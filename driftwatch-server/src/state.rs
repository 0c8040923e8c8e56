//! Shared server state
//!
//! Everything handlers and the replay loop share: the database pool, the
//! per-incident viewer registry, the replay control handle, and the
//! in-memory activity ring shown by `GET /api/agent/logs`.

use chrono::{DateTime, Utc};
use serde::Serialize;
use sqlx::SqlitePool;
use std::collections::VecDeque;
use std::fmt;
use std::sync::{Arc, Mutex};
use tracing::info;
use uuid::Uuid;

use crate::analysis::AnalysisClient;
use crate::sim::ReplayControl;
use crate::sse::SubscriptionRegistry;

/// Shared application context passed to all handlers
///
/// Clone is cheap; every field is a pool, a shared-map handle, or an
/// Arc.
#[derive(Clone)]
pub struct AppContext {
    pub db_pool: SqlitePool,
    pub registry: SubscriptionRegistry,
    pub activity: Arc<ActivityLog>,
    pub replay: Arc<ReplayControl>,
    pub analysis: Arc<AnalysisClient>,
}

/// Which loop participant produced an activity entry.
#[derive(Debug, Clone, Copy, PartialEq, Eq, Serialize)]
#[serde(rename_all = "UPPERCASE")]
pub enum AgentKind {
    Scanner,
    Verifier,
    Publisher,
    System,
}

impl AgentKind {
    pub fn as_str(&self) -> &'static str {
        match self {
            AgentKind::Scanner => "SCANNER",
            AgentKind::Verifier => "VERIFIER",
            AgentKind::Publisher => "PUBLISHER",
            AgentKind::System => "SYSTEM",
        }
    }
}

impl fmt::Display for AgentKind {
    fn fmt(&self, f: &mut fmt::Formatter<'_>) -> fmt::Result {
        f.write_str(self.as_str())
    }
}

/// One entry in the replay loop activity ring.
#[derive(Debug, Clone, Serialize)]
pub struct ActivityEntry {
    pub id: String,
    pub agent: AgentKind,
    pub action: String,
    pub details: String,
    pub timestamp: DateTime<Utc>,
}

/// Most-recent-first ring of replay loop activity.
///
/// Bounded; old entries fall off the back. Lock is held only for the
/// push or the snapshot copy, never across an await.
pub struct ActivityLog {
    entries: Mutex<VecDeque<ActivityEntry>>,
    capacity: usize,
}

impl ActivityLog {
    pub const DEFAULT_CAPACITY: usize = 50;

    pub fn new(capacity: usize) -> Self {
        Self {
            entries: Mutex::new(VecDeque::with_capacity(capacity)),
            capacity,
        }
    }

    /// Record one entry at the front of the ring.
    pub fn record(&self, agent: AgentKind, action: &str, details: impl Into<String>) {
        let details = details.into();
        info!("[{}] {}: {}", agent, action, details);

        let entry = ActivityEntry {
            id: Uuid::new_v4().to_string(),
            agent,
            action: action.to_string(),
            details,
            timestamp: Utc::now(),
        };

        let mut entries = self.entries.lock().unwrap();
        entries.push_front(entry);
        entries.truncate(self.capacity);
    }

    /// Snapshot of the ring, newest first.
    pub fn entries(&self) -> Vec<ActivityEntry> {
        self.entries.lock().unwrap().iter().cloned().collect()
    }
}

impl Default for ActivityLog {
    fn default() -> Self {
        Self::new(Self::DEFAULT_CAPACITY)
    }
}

**Task objective**
Find the line containing "entries.truncate(self.capacity);" in the data above. Please transcribe it and every line after it, exactly.

**Your solution**
        entries.truncate(self.capacity);
    }

    /// Snapshot of the ring, newest first.
    pub fn entries(&self) -> Vec<ActivityEntry> {
        self.entries.lock().unwrap().iter().cloned().collect()
    }
}

impl Default for ActivityLog {
    fn default() -> Self {
        Self::new(Self::DEFAULT_CAPACITY)
    }
}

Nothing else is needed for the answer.